▶ HOW TO COMPLETE THIS TASK
Quote the listing below word for word, stopping after the line that contains "pub enum RoundPhase".
====
//! Game state and core simulation types
//!
//! Everything a renderer needs to draw a frame is reachable from here.

use glam::Vec2;
use serde::{Deserialize, Serialize};

use super::shape::Rect;
use crate::tuning::Tuning;

/// Round lifecycle
#[derive(Debug, Clone, Copy, PartialEq, Eq, Serialize, Deserialize, Default)]
pub enum RoundPhase {
    /// Waiting for a start command (menu)
    #[default]
    Idle,
    /// Active gameplay
    Running,
    /// Collided; terminal until an explicit reset
    Ended,
}

/// Per-round start configuration
#[derive(Debug, Clone, Copy, PartialEq, Eq, Serialize, Deserialize)]
pub struct RoundConfig {
    /// Seed for the spawn RNG
    pub seed: u64,
    /// Night backdrop (cosmetic, carried so renderers don't need global state)
    pub night_mode: bool,
}

impl RoundConfig {
    pub fn new(seed: u64) -> Self {
        Self {
            seed,
            night_mode: false,
        }
    }
}

/// Things that happened during a tick, drained by audio and the session
#[derive(Debug, Clone, Copy, PartialEq, Serialize, Deserialize)]
pub enum GameEvent {
    RoundStarted,
    Jumped,
    ObstacleSpawned { id: u32, x: f32 },
    Collided { obstacle_id: u32 },
}

/// The runner. `bottom` is the y of the sprite's feet and never goes below the ground.
#[derive(Debug, Clone, PartialEq, Serialize, Deserialize)]
pub struct PlayerState {
    pub bottom: f32,
    pub vel_y: f32,
    pub on_ground: bool,
    /// Ticks before another jump is accepted
    pub jump_cooldown: u32,
}

impl PlayerState {
    pub fn on_ground(ground_y: f32) -> Self {
        Self {
            bottom: ground_y,
            vel_y: 0.0,
            on_ground: true,
            jump_cooldown: 0,
        }
    }

    /// One fixed-step physics update: gravity, integer-pixel motion, landing, cooldown
    pub fn integrate(&mut self, tuning: &Tuning) {
        self.vel_y += tuning.gravity;
        // Whole-pixel steps, truncated toward zero
        self.bottom += self.vel_y.trunc();

        if self.bottom >= tuning.ground_y {
            self.bottom = tuning.ground_y;
            self.vel_y = 0.0;
            self.on_ground = true;
        } else {
            self.on_ground = false;
        }

        self.jump_cooldown = self.jump_cooldown.saturating_sub(1);
    }

    /// Try to jump. Returns true if the jump was accepted.
    pub fn jump(&mut self, tuning: &Tuning) -> bool {
        if !self.on_ground || self.jump_cooldown > 0 {
            return false;
        }
        self.vel_y = tuning.jump_velocity;
        self.on_ground = false;
        self.jump_cooldown = tuning.jump_cooldown_ticks;
        true
    }

    pub fn rect(&self, tuning: &Tuning) -> Rect {
        Rect::from_midbottom(
            tuning.player_x,
            self.bottom,
            Vec2::new(tuning.player_width, tuning.player_height),
        )
    }
}

/// A stone sliding toward the player
#[derive(Debug, Clone, PartialEq, Serialize, Deserialize)]
pub struct Obstacle {
    pub id: u32,
    /// Left edge
    pub x: f32,
    pub size: Vec2,
    /// Random part of the base speed, drawn once at spawn
    pub speed_offset: f32,
    /// Pixels per reference frame, fixed at spawn; scaled by current / initial speed
    pub base_speed: f32,
}

impl Obstacle {
    #[inline]
    pub fn right(&self) -> f32 {
        self.x + self.size.x
    }

    /// Stones sit on the ground baseline
    pub fn rect(&self, ground_y: f32) -> Rect {
        Rect::new(self.x, ground_y - self.size.y, self.size.x, self.size.y)
    }

    /// Frame-time normalised motion so wall-clock speed is frame-rate independent
    pub fn advance(&mut self, speed_ratio: f32, dt_ms: f32, reference_frame_ms: f32) {
        self.x -= self.base_speed * speed_ratio * (dt_ms / reference_frame_ms);
    }
}

/// Live obstacles in spawn order
#[derive(Debug, Clone, Default, Serialize, Deserialize)]
pub struct ObstacleSet {
    items: Vec<Obstacle>,
}

impl ObstacleSet {
    pub fn new() -> Self {
        Self { items: Vec::new() }
    }

    pub fn push(&mut self, obstacle: Obstacle) {
        self.items.push(obstacle);
    }

    pub fn iter(&self) -> impl Iterator<Item = &Obstacle> {
        self.items.iter()
    }

    pub fn iter_mut(&mut self) -> impl Iterator<Item = &mut Obstacle> {
        self.items.iter_mut()
    }

    pub fn len(&self) -> usize {
        self.items.len()
    }

    pub fn is_empty(&self) -> bool {
        self.items.is_empty()
    }

    pub fn clear(&mut self) {
        self.items.clear();
    }

    pub fn get(&self, id: u32) -> Option<&Obstacle> {
        self.items.iter().find(|o| o.id == id)
    }

    /// Right edge of the rightmost obstacle
    pub fn rightmost_edge(&self) -> Option<f32> {
        self.items.iter().map(Obstacle::right).reduce(f32::max)
    }

    /// Drop everything whose right edge is more than `margin` past the left screen edge
    pub fn cull_offscreen(&mut self, margin: f32) -> usize {
        let before = self.items.len();
        self.items.retain(|o| o.right() >= -margin);
        before - self.items.len()
    }
}

/// Game speed; only ever ramps up within a round
#[derive(Debug, Clone, Copy, PartialEq, Serialize, Deserialize)]
pub struct DifficultyState {
    pub speed: f32,
}

impl DifficultyState {
    pub fn new(initial_speed: f32) -> Self {
        Self {
            speed: initial_speed,
        }
    }

    pub fn ramp(&mut self, dt_ms: f32, tuning: &Tuning) {
        let next = self.speed + tuning.speed_increase_rate * dt_ms.max(0.0);
        self.speed = next.min(tuning.max_speed).max(self.speed);
    }
}

/// Distance travelled and the score derived from it
#[derive(Debug, Clone, Copy, PartialEq, Default, Serialize, Deserialize)]
pub struct ScoreState {
    pub distance: f64,
    pub score: u64,
}

impl ScoreState {
    pub fn accrue(&mut self, speed: f32, dt_ms: f32, tuning: &Tuning) {
        self.distance += speed as f64 * (dt_ms.max(0.0) as f64 / 1000.0) * tuning.distance_scale;
        self.score = (self.distance / tuning.score_divisor).floor() as u64;
    }
}

/// Read-only view handed to render sinks after each tick
#[derive(Debug, Clone, PartialEq, Serialize, Deserialize)]
pub struct SimulationSnapshot {
    pub phase: RoundPhase,
    pub tick: u64,
    pub elapsed_ms: f64,
    pub player: Rect,
    pub player_vel_y: f32,
    pub on_ground: bool,
    pub obstacles: Vec<ObstacleView>,
    pub speed: f32,
    pub distance: f64,
    pub score: u64,
    pub night_mode: bool,
}

/// Obstacle geometry as seen by a renderer
#[derive(Debug, Clone, Copy, PartialEq, Serialize, Deserialize)]
pub struct ObstacleView {
    pub id: u32,
    pub rect: Rect,
}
====
▶ OUTPUT OF THE EXERCISE
//! Game state and core simulation types
//!
//! Everything a renderer needs to draw a frame is reachable from here.

use glam::Vec2;
use serde::{Deserialize, Serialize};

use super::shape::Rect;
use crate::tuning::Tuning;

/// Round lifecycle
#[derive(Debug, Clone, Copy, PartialEq, Eq, Serialize, Deserialize, Default)]
pub enum RoundPhase {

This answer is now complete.